During a routine inspection

We carried out this announced comprehensive inspection at Alexandra Surgery on 7 February 2019. We had previously carried out an announced comprehensive inspection on 18 January 2018. At that time the service was rated as requires improvement. It was rated as requires improvement for the safe, effective and well led domains and good for caring and responsive.

The areas where we said that the provider must make improvement were:

  • Establish effective systems and processes to ensure good governance in accordance with the fundamental standards of care with regards to: clinical governance, risk management, quality improvement, monitoring care and treatment for patients and patient engagement.
  • Ensure persons employed in the provision of the regulated activity receive the appropriate support, training, professional development, supervision and appraisal necessary to enable them to carry out the duties.

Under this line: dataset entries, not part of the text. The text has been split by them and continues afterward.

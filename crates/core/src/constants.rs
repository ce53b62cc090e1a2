//! Constants used throughout the HTS core crate.
//!
//! Identifier defaults match the HIV testing services configuration of the reference DHIS2
//! instance. Deployments with different metadata override them with a mapping file (see
//! [`crate::config::mapping_from_file`]).

/// Selection sentinel meaning "every organisation unit in the cached catalog".
pub const ALL_ORGANISATION_UNITS: &str = "ALL";

/// Number of entries kept in the activity log.
pub const ACTIVITY_LOG_CAPACITY: usize = 10;

/// Default timeout for a single upstream request.
pub const DEFAULT_REQUEST_TIMEOUT_SECS: u64 = 30;

/// Placeholder shown when an average age cannot be computed.
pub const NO_DATA_PLACEHOLDER: &str = "--";

/// Prefix of exported CSV file names.
pub const EXPORT_FILENAME_PREFIX: &str = "hiv-testing-data";

/// Column headings of the data table and of the CSV export.
pub const TABLE_HEADERS: [&str; 8] = [
    "Organisation Unit",
    "Period",
    "Clients Tested",
    "Positive",
    "Negative",
    "Inconclusive",
    "Average Age",
    "Counseling Sessions",
];

/// Login probe endpoint, relative to the instance URL.
pub const ME_PATH: &str = "/api/me";

/// Organisation unit catalog endpoint, relative to the instance URL.
pub const ORGANISATION_UNITS_PATH: &str = "/api/organisationUnits.json";

/// Data value set endpoint, relative to the instance URL.
pub const DATA_VALUE_SETS_PATH: &str = "/api/dataValueSets.json";

/// Data element: number of clients tested.
pub const DEFAULT_CLIENTS_TESTED_ID: &str = "kLmN8oPqR3s";
/// Data element: HIV test result.
pub const DEFAULT_TEST_RESULT_ID: &str = "WvYDK6cYopD";
/// Data element: client age.
pub const DEFAULT_CLIENT_AGE_ID: &str = "tUvW9xYzA1b";
/// Data element: counseling type.
pub const DEFAULT_COUNSELING_TYPE_ID: &str = "Oj5wqLKQ6f3";
/// Data element: free-text comments.
pub const DEFAULT_COMMENTS_ID: &str = "cDeFgH2iJ4k";

/// Option: positive test result.
pub const DEFAULT_POSITIVE_OPTION: &str = "uVGKdrp4iYw";
/// Option: negative test result.
pub const DEFAULT_NEGATIVE_OPTION: &str = "RxqYKri1WqY";
/// Option: inconclusive test result.
pub const DEFAULT_INCONCLUSIVE_OPTION: &str = "tOaQYVdAs6D";
/// Option: individual counseling.
pub const DEFAULT_INDIVIDUAL_OPTION: &str = "qjrA54Rvhrl";
/// Option: group counseling.
pub const DEFAULT_GROUP_OPTION: &str = "lTRsgvyDd5M";
/// Option: couples counseling.
pub const DEFAULT_COUPLES_OPTION: &str = "RUGObX8DV5L";
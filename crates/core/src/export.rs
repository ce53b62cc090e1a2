//! CSV export of the data table.
//!
//! The export is written from the table model, not from rendered markup. Every cell is quoted and
//! inner double quotes are doubled; lines end with `\n`.

use crate::constants::{EXPORT_FILENAME_PREFIX, TABLE_HEADERS};
use crate::filters::FilterSelection;
use crate::report::TableRow;
use crate::{DashboardError, DashboardResult};
use chrono::NaiveDate;
use std::path::Path;

/// A rendered CSV document and the file name to save it under.
#[derive(Clone, Debug, PartialEq, Eq)]
pub struct CsvExport {
    pub filename: String,
    pub content: String,
}

/// `hiv-testing-data-<year>-<month|all>-<YYYY-MM-DD>.csv`
pub fn export_filename(selection: &FilterSelection, date: NaiveDate) -> String {
    format!(
        "{}-{}-{}-{}.csv",
        EXPORT_FILENAME_PREFIX,
        selection.year,
        selection.month_label(),
        date.format("%Y-%m-%d")
    )
}

/// Writes the header and one line per row.
pub fn table_to_csv(rows: &[TableRow]) -> DashboardResult<String> {
    let lines = std::iter::once(TABLE_HEADERS.map(String::from))
        .chain(rows.iter().map(TableRow::cells));
    records_to_csv(lines)
}

/// Quotes every cell of every record.
pub fn records_to_csv<I, R>(records: I) -> DashboardResult<String>
where
    I: IntoIterator<Item = R>,
    R: IntoIterator,
    R::Item: AsRef<[u8]>,
{
    let mut writer = csv::WriterBuilder::new()
        .quote_style(csv::QuoteStyle::Always)
        .terminator(csv::Terminator::Any(b'\n'))
        .flexible(true)
        .from_writer(Vec::new());

    for record in records {
        writer.write_record(record)?;
    }

    let bytes = writer
        .into_inner()
        .map_err(|e| DashboardError::FileWrite(e.into_error()))?;
    String::from_utf8(bytes).map_err(DashboardError::CsvToString)
}

/// Builds the export for the rows of the current view.
pub fn export_table(
    rows: &[TableRow],
    selection: &FilterSelection,
    date: NaiveDate,
) -> DashboardResult<CsvExport> {
    Ok(CsvExport {
        filename: export_filename(selection, date),
        content: table_to_csv(rows)?,
    })
}

/// Writes `export` into `dir` under its own file name and returns the full path.
pub fn write_export(dir: &Path, export: &CsvExport) -> DashboardResult<std::path::PathBuf> {
    let path = dir.join(&export.filename);
    std::fs::write(&path, &export.content).map_err(DashboardError::FileWrite)?;
    tracing::info!("exported {}", path.display());
    Ok(path)
}
//! Wire models for the subset of the DHIS2 API the dashboard consumes.

use serde::{Deserialize, Deserializer, Serialize};

/// A facility or location node in the reporting hierarchy.
#[derive(Clone, Debug, PartialEq, Eq, Serialize, Deserialize)]
#[serde(rename_all = "camelCase")]
pub struct OrganisationUnit {
    pub id: String,
    #[serde(default, deserialize_with = "null_as_default")]
    pub display_name: String,
}

/// One data value as returned by `dataValueSets`.
///
/// Records of the same client test share no identifier beyond organisation unit and period;
/// they are only ever tallied, never joined.
#[derive(Clone, Debug, Default, PartialEq, Eq, Serialize, Deserialize)]
#[serde(rename_all = "camelCase")]
pub struct DataRecord {
    #[serde(default, deserialize_with = "null_as_default")]
    pub org_unit: String,
    #[serde(default, deserialize_with = "null_as_default")]
    pub period: String,
    #[serde(default, deserialize_with = "null_as_default")]
    pub data_element: String,
    #[serde(default, deserialize_with = "string_or_number")]
    pub value: String,
}

impl DataRecord {
    pub fn new(
        org_unit: impl Into<String>,
        period: impl Into<String>,
        data_element: impl Into<String>,
        value: impl Into<String>,
    ) -> Self {
        Self {
            org_unit: org_unit.into(),
            period: period.into(),
            data_element: data_element.into(),
            value: value.into(),
        }
    }
}

/// Profile returned by the login probe.
#[derive(Clone, Debug, Default, PartialEq, Eq, Serialize, Deserialize)]
#[serde(rename_all = "camelCase")]
pub struct UserProfile {
    #[serde(default, deserialize_with = "null_as_default")]
    pub first_name: String,
    #[serde(default, deserialize_with = "null_as_default")]
    pub surname: String,
}

impl UserProfile {
    /// Full name for greetings, `"User"` when the server returned none.
    pub fn display_name(&self) -> String {
        let full = format!("{} {}", self.first_name.trim(), self.surname.trim());
        let full = full.trim();
        if full.is_empty() {
            "User".to_string()
        } else {
            full.to_string()
        }
    }
}

#[derive(Debug, Default, Deserialize)]
#[serde(rename_all = "camelCase")]
pub(crate) struct OrganisationUnitsResponse {
    #[serde(default, deserialize_with = "null_as_default")]
    pub organisation_units: Vec<OrganisationUnit>,
}

#[derive(Debug, Default, Deserialize)]
#[serde(rename_all = "camelCase")]
pub(crate) struct DataValueSetResponse {
    #[serde(default, deserialize_with = "null_as_default")]
    pub data_values: Vec<DataRecord>,
}

/// DHIS2 sends `null` for absent names and lists; treat it like a missing field.
fn null_as_default<'de, D, T>(deserializer: D) -> Result<T, D::Error>
where
    D: Deserializer<'de>,
    T: Default + Deserialize<'de>,
{
    Ok(Option::<T>::deserialize(deserializer)?.unwrap_or_default())
}

/// Values are strings in DHIS2 payloads, but some proxies re-encode numeric ones.
fn string_or_number<'de, D>(deserializer: D) -> Result<String, D::Error>
where
    D: Deserializer<'de>,
{
    let value = serde_json::Value::deserialize(deserializer)?;
    Ok(match value {
        serde_json::Value::String(s) => s,
        serde_json::Value::Null => String::new(),
        other => other.to_string(),
    })
}

#[cfg(test)]
mod tests {
    use super::*;

    #[test]
    fn test_data_value_set_ignores_extra_fields() {
        let json = r#"{
            "dataSet": "ds1",
            "dataValues": [
                {"dataElement": "kLmN8oPqR3s", "period": "202501", "orgUnit": "ou1",
                 "value": "12", "storedBy": "admin", "followup": false},
                {"dataElement": "tUvW9xYzA1b", "period": "202501", "orgUnit": "ou1", "value": 34}
            ]
        }"#;

        let parsed: DataValueSetResponse = serde_json::from_str(json).unwrap();

        assert_eq!(
            parsed.data_values,
            vec![
                DataRecord::new("ou1", "202501", "kLmN8oPqR3s", "12"),
                DataRecord::new("ou1", "202501", "tUvW9xYzA1b", "34"),
            ]
        );
    }

    #[test]
    fn test_data_value_set_without_values_is_empty() {
        let parsed: DataValueSetResponse = serde_json::from_str("{}").unwrap();
        assert!(parsed.data_values.is_empty());
    }

    #[test]
    fn test_null_fields_decode_as_empty() {
        let profile: UserProfile =
            serde_json::from_str(r#"{"firstName":null,"surname":"Kamara"}"#).unwrap();
        assert_eq!(profile.first_name, "");
        assert_eq!(profile.display_name(), "Kamara");

        let catalog: OrganisationUnitsResponse = serde_json::from_str(
            r#"{"organisationUnits":[{"id":"ou1","displayName":null},{"id":"ou2","displayName":"Bo"}]}"#,
        )
        .unwrap();
        assert_eq!(catalog.organisation_units.len(), 2);
        assert_eq!(catalog.organisation_units[0].display_name, "");
        assert_eq!(catalog.organisation_units[1].display_name, "Bo");

        let no_units: OrganisationUnitsResponse =
            serde_json::from_str(r#"{"organisationUnits":null}"#).unwrap();
        assert!(no_units.organisation_units.is_empty());

        let no_values: DataValueSetResponse =
            serde_json::from_str(r#"{"dataSet":"ds1","dataValues":null}"#).unwrap();
        assert!(no_values.data_values.is_empty());
    }

    #[test]
    fn test_user_profile_display_name() {
        let profile = UserProfile {
            first_name: "John".into(),
            surname: "Traore".into(),
        };
        assert_eq!(profile.display_name(), "John Traore");

        let only_surname = UserProfile {
            first_name: String::new(),
            surname: "Traore".into(),
        };
        assert_eq!(only_surname.display_name(), "Traore");

        assert_eq!(UserProfile::default().display_name(), "User");
    }
}
//! Core runtime configuration.
//!
//! This module defines configuration that should be resolved once at process startup and then
//! passed into core services. Binaries read environment variables and hand the raw values to the
//! helpers here; nothing in the core reads the process environment during request handling.

use crate::constants::{
    DEFAULT_CLIENTS_TESTED_ID, DEFAULT_CLIENT_AGE_ID, DEFAULT_COMMENTS_ID,
    DEFAULT_COUNSELING_TYPE_ID, DEFAULT_COUPLES_OPTION, DEFAULT_GROUP_OPTION,
    DEFAULT_INCONCLUSIVE_OPTION, DEFAULT_INDIVIDUAL_OPTION, DEFAULT_NEGATIVE_OPTION,
    DEFAULT_POSITIVE_OPTION, DEFAULT_REQUEST_TIMEOUT_SECS, DEFAULT_TEST_RESULT_ID,
};
use crate::validation::{normalise_http_url, validate_identifier};
use crate::{DashboardError, DashboardResult};
use serde::{Deserialize, Serialize};
use std::path::PathBuf;
use std::time::Duration;

/// What a data value measures, as far as aggregation is concerned.
#[derive(Clone, Copy, Debug, PartialEq, Eq)]
pub enum DataElementKind {
    ClientsTested,
    TestResult,
    ClientAge,
    CounselingType,
    Comments,
}

/// Classification of a test-result option.
#[derive(Clone, Copy, Debug, PartialEq, Eq)]
pub enum TestOutcome {
    Positive,
    Negative,
    Inconclusive,
}

/// Classification of a counseling-type option.
#[derive(Clone, Copy, Debug, PartialEq, Eq)]
pub enum CounselingCategory {
    Individual,
    Group,
    Couples,
}

/// Data element identifiers requested from the server.
#[derive(Clone, Debug, PartialEq, Eq, Serialize, Deserialize)]
pub struct DataElementIds {
    pub clients_tested: String,
    pub test_result: String,
    pub client_age: String,
    pub counseling_type: String,
    pub comments: String,
}

impl Default for DataElementIds {
    fn default() -> Self {
        Self {
            clients_tested: DEFAULT_CLIENTS_TESTED_ID.into(),
            test_result: DEFAULT_TEST_RESULT_ID.into(),
            client_age: DEFAULT_CLIENT_AGE_ID.into(),
            counseling_type: DEFAULT_COUNSELING_TYPE_ID.into(),
            comments: DEFAULT_COMMENTS_ID.into(),
        }
    }
}

impl DataElementIds {
    /// Every configured identifier, in request order.
    pub fn all(&self) -> [&str; 5] {
        [
            self.clients_tested.as_str(),
            self.test_result.as_str(),
            self.client_age.as_str(),
            self.counseling_type.as_str(),
            self.comments.as_str(),
        ]
    }

    pub fn kind_of(&self, data_element: &str) -> Option<DataElementKind> {
        if data_element == self.clients_tested {
            Some(DataElementKind::ClientsTested)
        } else if data_element == self.test_result {
            Some(DataElementKind::TestResult)
        } else if data_element == self.client_age {
            Some(DataElementKind::ClientAge)
        } else if data_element == self.counseling_type {
            Some(DataElementKind::CounselingType)
        } else if data_element == self.comments {
            Some(DataElementKind::Comments)
        } else {
            None
        }
    }
}

/// Option identifiers used to classify categorical values.
#[derive(Clone, Debug, PartialEq, Eq, Serialize, Deserialize)]
pub struct OptionIds {
    pub positive: String,
    pub negative: String,
    pub inconclusive: String,
    pub individual: String,
    pub group: String,
    pub couples: String,
}

impl Default for OptionIds {
    fn default() -> Self {
        Self {
            positive: DEFAULT_POSITIVE_OPTION.into(),
            negative: DEFAULT_NEGATIVE_OPTION.into(),
            inconclusive: DEFAULT_INCONCLUSIVE_OPTION.into(),
            individual: DEFAULT_INDIVIDUAL_OPTION.into(),
            group: DEFAULT_GROUP_OPTION.into(),
            couples: DEFAULT_COUPLES_OPTION.into(),
        }
    }
}

impl OptionIds {
    pub fn test_outcome(&self, value: &str) -> Option<TestOutcome> {
        if value == self.positive {
            Some(TestOutcome::Positive)
        } else if value == self.negative {
            Some(TestOutcome::Negative)
        } else if value == self.inconclusive {
            Some(TestOutcome::Inconclusive)
        } else {
            None
        }
    }

    pub fn counseling_category(&self, value: &str) -> Option<CounselingCategory> {
        if value == self.individual {
            Some(CounselingCategory::Individual)
        } else if value == self.group {
            Some(CounselingCategory::Group)
        } else if value == self.couples {
            Some(CounselingCategory::Couples)
        } else {
            None
        }
    }
}

/// Data element and option identifiers, injected into the fetcher and the aggregation engine.
#[derive(Clone, Debug, Default, PartialEq, Eq, Serialize, Deserialize)]
pub struct DataElementMapping {
    #[serde(default)]
    pub data_elements: DataElementIds,
    #[serde(default)]
    pub options: OptionIds,
}

impl DataElementMapping {
    fn validate(&self) -> DashboardResult<()> {
        let elements = self.data_elements.all();
        let options = [
            self.options.positive.as_str(),
            self.options.negative.as_str(),
            self.options.inconclusive.as_str(),
            self.options.individual.as_str(),
            self.options.group.as_str(),
            self.options.couples.as_str(),
        ];

        // These ids end up in query strings unencoded.
        for id in elements.iter().chain(options.iter()) {
            validate_identifier(id)?;
        }

        if let Some(id) = first_duplicate(&elements) {
            return Err(DashboardError::InvalidInput(format!(
                "data element {id} is mapped more than once"
            )));
        }
        if let Some(id) = first_duplicate(&options) {
            return Err(DashboardError::InvalidInput(format!(
                "option {id} is mapped more than once"
            )));
        }

        Ok(())
    }
}

fn first_duplicate<'a>(ids: &[&'a str]) -> Option<&'a str> {
    ids.iter()
        .enumerate()
        .find(|&(i, id)| ids[i + 1..].contains(id))
        .map(|(_, id)| *id)
}

/// Core configuration resolved at startup.
#[derive(Clone, Debug)]
pub struct CoreConfig {
    relay_url: Option<String>,
    request_timeout: Duration,
    mapping: DataElementMapping,
}

impl CoreConfig {
    /// Create a new `CoreConfig`.
    pub fn new(
        relay_url: Option<String>,
        request_timeout: Duration,
        mapping: DataElementMapping,
    ) -> DashboardResult<Self> {
        if request_timeout.is_zero() {
            return Err(DashboardError::InvalidInput(
                "request timeout must be greater than zero".into(),
            ));
        }
        mapping.validate()?;

        Ok(Self {
            relay_url,
            request_timeout,
            mapping,
        })
    }

    /// Resolve the configuration from raw environment values (`HTS_RELAY_URL`,
    /// `HTS_REQUEST_TIMEOUT_SECS`, `HTS_MAPPING_FILE`), any of which may be unset.
    pub fn from_env_values(
        relay_url: Option<String>,
        request_timeout: Option<String>,
        mapping_file: Option<PathBuf>,
    ) -> DashboardResult<Self> {
        Self::new(
            relay_url_from_env_value(relay_url)?,
            request_timeout_from_env_value(request_timeout)?,
            mapping_from_file(mapping_file)?,
        )
    }

    /// The relay every upstream request is routed through, if one is configured.
    pub fn relay_url(&self) -> Option<&str> {
        self.relay_url.as_deref()
    }

    pub fn request_timeout(&self) -> Duration {
        self.request_timeout
    }

    pub fn mapping(&self) -> &DataElementMapping {
        &self.mapping
    }
}

impl Default for CoreConfig {
    fn default() -> Self {
        Self {
            relay_url: None,
            request_timeout: Duration::from_secs(DEFAULT_REQUEST_TIMEOUT_SECS),
            mapping: DataElementMapping::default(),
        }
    }
}

/// Parse the relay URL from an optional environment value.
///
/// `None` or a blank value means requests go straight to the instance.
pub fn relay_url_from_env_value(value: Option<String>) -> DashboardResult<Option<String>> {
    value
        .map(|v| v.trim().to_string())
        .filter(|v| !v.is_empty())
        .map(|v| normalise_http_url(&v))
        .transpose()
}

/// Parse the request timeout (whole seconds) from an optional environment value.
pub fn request_timeout_from_env_value(value: Option<String>) -> DashboardResult<Duration> {
    let value = value
        .map(|v| v.trim().to_string())
        .filter(|v| !v.is_empty());

    match value {
        None => Ok(Duration::from_secs(DEFAULT_REQUEST_TIMEOUT_SECS)),
        Some(v) => v.parse::<u64>().map(Duration::from_secs).map_err(|_| {
            DashboardError::InvalidInput(format!("request timeout must be whole seconds, got {v}"))
        }),
    }
}

/// Load the identifier mapping from a YAML file, or fall back to the built-in identifiers.
///
/// Sections missing from the file keep their defaults, so a file may override only `options`.
pub fn mapping_from_file(path: Option<PathBuf>) -> DashboardResult<DataElementMapping> {
    let Some(path) = path else {
        return Ok(DataElementMapping::default());
    };

    let contents = std::fs::read_to_string(&path).map_err(DashboardError::MappingFileRead)?;
    let mapping: DataElementMapping =
        serde_yaml::from_str(&contents).map_err(DashboardError::MappingFileParse)?;
    mapping.validate()?;

    tracing::info!("loaded data element mapping from {}", path.display());
    Ok(mapping)
}

#[cfg(test)]
mod tests {
    use super::*;
    use std::io::Write;
    use tempfile::NamedTempFile;

    #[test]
    fn test_default_mapping_classifies_every_element() {
        let mapping = DataElementMapping::default();
        let ids = &mapping.data_elements;

        assert_eq!(
            ids.kind_of(DEFAULT_CLIENTS_TESTED_ID),
            Some(DataElementKind::ClientsTested)
        );
        assert_eq!(ids.kind_of(DEFAULT_COMMENTS_ID), Some(DataElementKind::Comments));
        assert_eq!(ids.kind_of("unknown"), None);
        assert_eq!(
            mapping.options.test_outcome(DEFAULT_INCONCLUSIVE_OPTION),
            Some(TestOutcome::Inconclusive)
        );
        assert_eq!(
            mapping.options.counseling_category(DEFAULT_COUPLES_OPTION),
            Some(CounselingCategory::Couples)
        );
        assert_eq!(mapping.options.counseling_category("other"), None);
    }

    #[test]
    fn test_relay_url_from_env_value() {
        assert_eq!(relay_url_from_env_value(None).unwrap(), None);
        assert_eq!(relay_url_from_env_value(Some("  ".into())).unwrap(), None);
        assert_eq!(
            relay_url_from_env_value(Some("https://relay.example.org/exec/".into())).unwrap(),
            Some("https://relay.example.org/exec".into())
        );
        assert!(relay_url_from_env_value(Some("relay.example.org".into())).is_err());
    }

    #[test]
    fn test_request_timeout_from_env_value() {
        assert_eq!(
            request_timeout_from_env_value(None).unwrap(),
            Duration::from_secs(DEFAULT_REQUEST_TIMEOUT_SECS)
        );
        assert_eq!(
            request_timeout_from_env_value(Some("5".into())).unwrap(),
            Duration::from_secs(5)
        );
        assert!(request_timeout_from_env_value(Some("soon".into())).is_err());
    }

    #[test]
    fn test_core_config_rejects_zero_timeout() {
        let err = CoreConfig::new(None, Duration::ZERO, DataElementMapping::default())
            .expect_err("zero timeout should be rejected");
        assert!(matches!(err, DashboardError::InvalidInput(_)));
    }

    #[test]
    fn test_core_config_from_env_values() {
        let cfg = CoreConfig::from_env_values(
            Some("https://relay.example.org/".into()),
            Some("12".into()),
            None,
        )
        .expect("config should resolve");

        assert_eq!(cfg.relay_url(), Some("https://relay.example.org"));
        assert_eq!(cfg.request_timeout(), Duration::from_secs(12));
        assert!(CoreConfig::from_env_values(None, Some("0".into()), None).is_err());
    }

    #[test]
    fn test_mapping_from_file_overrides_options_only() {
        let mut file = NamedTempFile::new().expect("Failed to create temp file");
        writeln!(
            file,
            "options:\n  positive: P\n  negative: N\n  inconclusive: I\n  individual: IND\n  group: GRP\n  couples: CPL"
        )
        .unwrap();

        let mapping = mapping_from_file(Some(file.path().to_path_buf()))
            .expect("mapping file should load");

        assert_eq!(mapping.options.positive, "P");
        assert_eq!(mapping.data_elements, DataElementIds::default());
    }

    #[test]
    fn test_mapping_from_file_rejects_duplicate_elements() {
        let mut file = NamedTempFile::new().expect("Failed to create temp file");
        writeln!(
            file,
            "data_elements:\n  clients_tested: A\n  test_result: A\n  client_age: B\n  counseling_type: C\n  comments: D"
        )
        .unwrap();

        let err = mapping_from_file(Some(file.path().to_path_buf()))
            .expect_err("duplicate ids should be rejected");
        assert!(matches!(err, DashboardError::InvalidInput(_)));
    }

    #[test]
    fn test_mapping_rejects_shared_option_ids() {
        let mut mapping = DataElementMapping::default();
        mapping.options.negative = mapping.options.positive.clone();

        let err = mapping.validate().expect_err("shared option ids should be rejected");
        assert!(err.to_string().contains("mapped more than once"));
    }

    #[test]
    fn test_mapping_rejects_ids_unsafe_for_query_strings() {
        let mut mapping = DataElementMapping::default();
        mapping.data_elements.client_age = "abc&period=1".into();
        assert!(matches!(
            mapping.validate(),
            Err(DashboardError::InvalidInput(_))
        ));

        let mut mapping = DataElementMapping::default();
        mapping.options.group = " ".into();
        assert!(mapping.validate().is_err());

        assert!(DataElementMapping::default().validate().is_ok());
    }

    #[test]
    fn test_mapping_from_file_without_path_uses_defaults() {
        assert_eq!(
            mapping_from_file(None).unwrap(),
            DataElementMapping::default()
        );
    }
}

The areas where we said the provider should make improvements were:

  • Ensure there is an effective system for monitoring prescriptions that have been issued but not collected.
  • Review the criminal records checks procedure for the practice.
  • Ensure business continuity and skill mix if the practice manager is absent for a significant period of time.
  • Improve uptake for screening programmes.

At this inspection we found that the practice had addressed all of the issued from the previous inspection, and have rated this practice as good overall and good for all population groups.

We found that:

  • The practice provided care in a way that kept patients safe and protected them from avoidable harm.
  • Patients received effective care and treatment that met their needs.
  • Staff dealt with patients with kindness and respect and involved them in decisions about their care.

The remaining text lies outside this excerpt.